This regressor uses weighted least squares. Samples with higher weights have more influence on the final model.

6. Testing Your Custom Regressors

Scikit-learn provides tools to test if your estimator follows the API correctly:

from sklearn.utils.estimator_checks import check_estimator

# Test our regressors
try:
    check_estimator(MeanRegressor())
    print("✓ MeanRegressor passes all tests")
except Exception as e:
    print(f"✗ MeanRegressor failed: {e}")

try:
    check_estimator(LADRegressor())
    print("✓ LADRegressor passes all tests")
except Exception as e:
    print(f"✗ LADRegressor failed: {e}")

try:
    check_estimator(WeightedRegressor())
    print("✓ WeightedRegressor passes all tests")
except Exception as e:
    print(f"✗ WeightedRegressor failed: {e}")

The check_estimator function runs dozens of tests to ensure your estimator behaves correctly.

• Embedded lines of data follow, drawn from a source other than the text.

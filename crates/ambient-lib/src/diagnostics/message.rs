use rowan::TextRange;

/// Syntax error kinds, most significant first.
///
/// Every kind is an error: a bundle that does not parse cleanly is never
/// classified. Declaration order decides which of two overlapping errors is kept.
#[derive(Debug, Clone, Copy, PartialEq, Eq, PartialOrd, Ord, Hash)]
pub enum DiagnosticKind {
    UnclosedBrace,
    UnclosedParen,
    UnclosedBracket,
    UnclosedAngle,

    // missing tokens
    ExpectedDeclaration,
    ExpectedName,
    ExpectedType,
    ExpectedExpression,
    ExpectedModuleSpecifier,
    ExpectedSemicolon,

    // stray tokens
    InvalidCharacter,
    MismatchedDelimiter,
    UnexpectedToken,
}

impl DiagnosticKind {
    fn outranks(self, other: DiagnosticKind) -> bool {
        self < other
    }

    fn is_unclosed(self) -> bool {
        matches!(
            self,
            Self::UnclosedBrace | Self::UnclosedParen | Self::UnclosedBracket | Self::UnclosedAngle
        )
    }

    fn is_missing(self) -> bool {
        matches!(
            self,
            Self::ExpectedDeclaration
                | Self::ExpectedName
                | Self::ExpectedType
                | Self::ExpectedExpression
                | Self::ExpectedModuleSpecifier
                | Self::ExpectedSemicolon
        )
    }

    pub fn fallback_message(&self) -> &'static str {
        match self {
            Self::UnclosedBrace => "missing closing `}`",
            Self::UnclosedParen => "missing closing `)`",
            Self::UnclosedBracket => "missing closing `]`",
            Self::UnclosedAngle => "missing closing `>`",

            Self::ExpectedDeclaration => "expected a declaration",
            Self::ExpectedName => "expected a name",
            Self::ExpectedType => "expected a type",
            Self::ExpectedExpression => "expected an expression",
            Self::ExpectedModuleSpecifier => "expected a module specifier string",
            Self::ExpectedSemicolon => "expected `;`",

            Self::InvalidCharacter => "invalid character",
            Self::MismatchedDelimiter => "mismatched closing delimiter",
            Self::UnexpectedToken => "unexpected token",
        }
    }

    /// The message shown for this kind, with optional parser-supplied detail.
    pub fn message(&self, detail: Option<&str>) -> String {
        let base = self.fallback_message();
        match detail {
            None => base.to_string(),
            Some(detail) if *self == Self::MismatchedDelimiter => format!("{base} `{detail}`"),
            Some(detail) if self.is_unclosed() => format!("{base}; {detail}"),
            Some(detail) => format!("{base}: {detail}"),
        }
    }
}

/// Suggested edit: replace `range` with `replacement`. An empty range inserts.
#[derive(Debug, Clone, PartialEq, Eq)]
pub struct Fix {
    pub(crate) range: TextRange,
    pub(crate) replacement: String,
    pub(crate) description: String,
}

#[derive(Debug, Clone, PartialEq, Eq)]
pub struct RelatedInfo {
    pub(crate) range: TextRange,
    pub(crate) message: String,
}

impl RelatedInfo {
    pub fn new(range: TextRange, message: impl Into<String>) -> Self {
        Self {
            range,
            message: message.into(),
        }
    }
}

#[derive(Debug, Clone, PartialEq, Eq)]
pub struct DiagnosticMessage {
    pub(crate) kind: DiagnosticKind,
    /// The range shown to the user (underlined in output).
    pub(crate) range: TextRange,
    /// The range used for suppression logic. Defaults to `range`; the parser widens it
    /// to the enclosing block so errors inside an unclosed block stay quiet.
    pub(crate) suppression_range: TextRange,
    pub(crate) message: String,
    pub(crate) fix: Option<Fix>,
    pub(crate) related: Vec<RelatedInfo>,
}

impl DiagnosticMessage {
    pub(crate) fn new(kind: DiagnosticKind, range: TextRange, message: impl Into<String>) -> Self {
        Self {
            kind,
            range,
            suppression_range: range,
            message: message.into(),
            fix: None,
            related: Vec::new(),
        }
    }

    pub(crate) fn with_default_message(kind: DiagnosticKind, range: TextRange) -> Self {
        Self::new(kind, range, kind.fallback_message())
    }

    pub fn kind(&self) -> DiagnosticKind {
        self.kind
    }

    pub fn range(&self) -> TextRange {
        self.range
    }

    pub fn message(&self) -> &str {
        &self.message
    }

    /// Suggested edit, if the parser knows one.
    pub fn fix(&self) -> Option<&Fix> {
        self.fix.as_ref()
    }

    pub fn related(&self) -> &[RelatedInfo] {
        &self.related
    }

    /// Whether reporting `self` makes `other` redundant.
    pub(crate) fn explains(&self, other: &DiagnosticMessage) -> bool {
        let (outer, inner) = (self.suppression_range, other.range);
        if outer.start() < inner.start() && inner.end() <= outer.end() {
            return self.kind.outranks(other.kind);
        }
        if self.range.start() != other.range.start() {
            return false;
        }
        match (self.kind.is_missing(), other.kind.is_missing()) {
            (true, false) if other.kind.is_unclosed() => true,
            (false, true) if self.kind.is_unclosed() => false,
            _ => self.kind.outranks(other.kind),
        }
    }
}

impl std::fmt::Display for DiagnosticMessage {
    fn fmt(&self, f: &mut std::fmt::Formatter<'_>) -> std::fmt::Result {
        write!(
            f,
            "error at {}..{}: {}",
            u32::from(self.range.start()),
            u32::from(self.range.end()),
            self.message
        )?;
        if let Some(fix) = &self.fix {
            write!(f, " (fix: {})", fix.description)?;
        }
        for related in &self.related {
            write!(
                f,
                " (related: {} at {}..{})",
                related.message,
                u32::from(related.range.start()),
                u32::from(related.range.end())
            )?;
        }
        Ok(())
    }
}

7. Using Your Regressors with Scikit-Learn Tools

The real power comes from integration. Your custom regressors work with all scikit-learn tools:

from sklearn.model_selection import cross_val_score, GridSearchCV
from sklearn.pipeline import Pipeline
from sklearn.preprocessing import StandardScaler
from sklearn.metrics import mean_absolute_error

# Cross-validation
cv_scores = cross_val_score(LADRegressor(), X, y, cv=5, scoring='neg_mean_absolute_error')
print(f"LAD Regressor CV scores: {-cv_scores.mean():.4f} (+/- {cv_scores.std() * 2:.4f})")

# Grid search for hyperparameters
param_grid = {'alpha': [0.01, 0.1, 1.0, 10.0]}
grid_search = GridSearchCV(WeightedRegressor(), param_grid, cv=3, scoring='neg_mean_squared_error')
grid_search.fit(X, y)
print(f"Best alpha for WeightedRegressor: {grid_search.best_params_['alpha']}")

# Pipeline with preprocessing
pipeline = Pipeline([
    ('scaler', StandardScaler()),
    ('regressor', LADRegressor())
])
pipeline.fit(X, y)
pipeline_predictions = pipeline.predict(X[:5])
print(f"Pipeline predictions: {pipeline_predictions}")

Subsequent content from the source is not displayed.